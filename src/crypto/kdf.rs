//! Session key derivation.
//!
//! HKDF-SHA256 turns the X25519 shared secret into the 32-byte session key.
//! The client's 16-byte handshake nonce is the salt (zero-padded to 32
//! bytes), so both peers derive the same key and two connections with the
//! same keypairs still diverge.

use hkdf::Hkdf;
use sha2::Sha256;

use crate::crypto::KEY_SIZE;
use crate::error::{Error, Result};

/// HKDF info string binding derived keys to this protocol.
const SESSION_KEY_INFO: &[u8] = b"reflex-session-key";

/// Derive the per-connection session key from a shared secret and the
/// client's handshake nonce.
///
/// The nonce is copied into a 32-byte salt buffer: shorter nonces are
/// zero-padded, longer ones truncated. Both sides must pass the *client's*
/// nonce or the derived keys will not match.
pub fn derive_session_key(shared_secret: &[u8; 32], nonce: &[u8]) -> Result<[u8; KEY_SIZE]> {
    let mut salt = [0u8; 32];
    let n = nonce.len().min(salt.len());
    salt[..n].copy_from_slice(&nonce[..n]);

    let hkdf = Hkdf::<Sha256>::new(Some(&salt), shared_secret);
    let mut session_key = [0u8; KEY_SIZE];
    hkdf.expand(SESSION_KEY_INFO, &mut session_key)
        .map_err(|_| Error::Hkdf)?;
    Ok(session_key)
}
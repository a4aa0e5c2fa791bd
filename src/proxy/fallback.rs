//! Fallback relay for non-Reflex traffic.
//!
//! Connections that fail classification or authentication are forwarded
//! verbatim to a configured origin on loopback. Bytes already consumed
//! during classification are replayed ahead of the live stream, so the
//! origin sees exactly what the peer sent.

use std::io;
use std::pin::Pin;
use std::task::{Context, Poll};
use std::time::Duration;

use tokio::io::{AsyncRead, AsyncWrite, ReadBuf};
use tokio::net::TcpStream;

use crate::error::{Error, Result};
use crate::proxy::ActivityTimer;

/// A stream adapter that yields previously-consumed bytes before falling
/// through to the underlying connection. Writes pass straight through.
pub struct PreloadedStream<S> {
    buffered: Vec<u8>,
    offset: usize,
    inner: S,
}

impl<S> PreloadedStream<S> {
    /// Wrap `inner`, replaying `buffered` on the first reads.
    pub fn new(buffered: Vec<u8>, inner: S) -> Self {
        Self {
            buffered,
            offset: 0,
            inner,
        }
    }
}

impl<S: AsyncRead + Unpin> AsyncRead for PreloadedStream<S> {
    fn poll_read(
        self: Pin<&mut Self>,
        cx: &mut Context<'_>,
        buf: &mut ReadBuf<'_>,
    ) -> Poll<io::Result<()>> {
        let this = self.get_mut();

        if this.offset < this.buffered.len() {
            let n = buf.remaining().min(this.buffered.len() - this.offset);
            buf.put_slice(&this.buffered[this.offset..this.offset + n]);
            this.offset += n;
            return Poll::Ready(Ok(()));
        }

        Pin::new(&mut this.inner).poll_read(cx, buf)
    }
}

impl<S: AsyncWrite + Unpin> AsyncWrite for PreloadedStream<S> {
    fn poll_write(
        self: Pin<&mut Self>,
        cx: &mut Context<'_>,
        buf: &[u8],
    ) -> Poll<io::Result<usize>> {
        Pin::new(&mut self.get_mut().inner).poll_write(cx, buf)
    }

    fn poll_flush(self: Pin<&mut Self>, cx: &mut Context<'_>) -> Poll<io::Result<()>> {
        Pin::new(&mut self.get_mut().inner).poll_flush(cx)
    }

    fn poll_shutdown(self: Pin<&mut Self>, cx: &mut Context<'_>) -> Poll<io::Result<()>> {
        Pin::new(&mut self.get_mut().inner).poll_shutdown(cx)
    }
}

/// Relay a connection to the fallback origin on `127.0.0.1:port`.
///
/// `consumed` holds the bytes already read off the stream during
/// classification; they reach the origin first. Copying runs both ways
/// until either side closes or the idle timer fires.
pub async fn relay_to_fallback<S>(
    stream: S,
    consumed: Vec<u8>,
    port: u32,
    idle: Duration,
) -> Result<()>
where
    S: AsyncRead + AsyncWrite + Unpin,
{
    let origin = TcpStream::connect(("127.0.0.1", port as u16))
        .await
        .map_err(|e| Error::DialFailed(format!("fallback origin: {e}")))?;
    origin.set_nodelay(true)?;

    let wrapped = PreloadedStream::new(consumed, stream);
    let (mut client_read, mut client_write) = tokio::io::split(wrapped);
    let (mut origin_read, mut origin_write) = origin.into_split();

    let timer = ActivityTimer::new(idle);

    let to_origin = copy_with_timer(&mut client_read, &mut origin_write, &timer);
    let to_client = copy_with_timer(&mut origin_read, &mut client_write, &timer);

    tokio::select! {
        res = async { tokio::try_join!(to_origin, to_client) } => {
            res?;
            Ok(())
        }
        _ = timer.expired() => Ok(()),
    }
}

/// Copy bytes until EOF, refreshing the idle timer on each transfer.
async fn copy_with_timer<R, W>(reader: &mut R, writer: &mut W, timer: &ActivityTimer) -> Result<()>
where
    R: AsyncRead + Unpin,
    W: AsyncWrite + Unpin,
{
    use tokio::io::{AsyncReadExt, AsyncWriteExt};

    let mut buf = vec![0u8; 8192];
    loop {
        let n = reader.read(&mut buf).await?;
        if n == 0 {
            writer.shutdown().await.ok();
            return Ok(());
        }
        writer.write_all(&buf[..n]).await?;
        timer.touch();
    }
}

————

For the material above, what is the count of lines that hold the word "tokio"? Give the number by itself.

6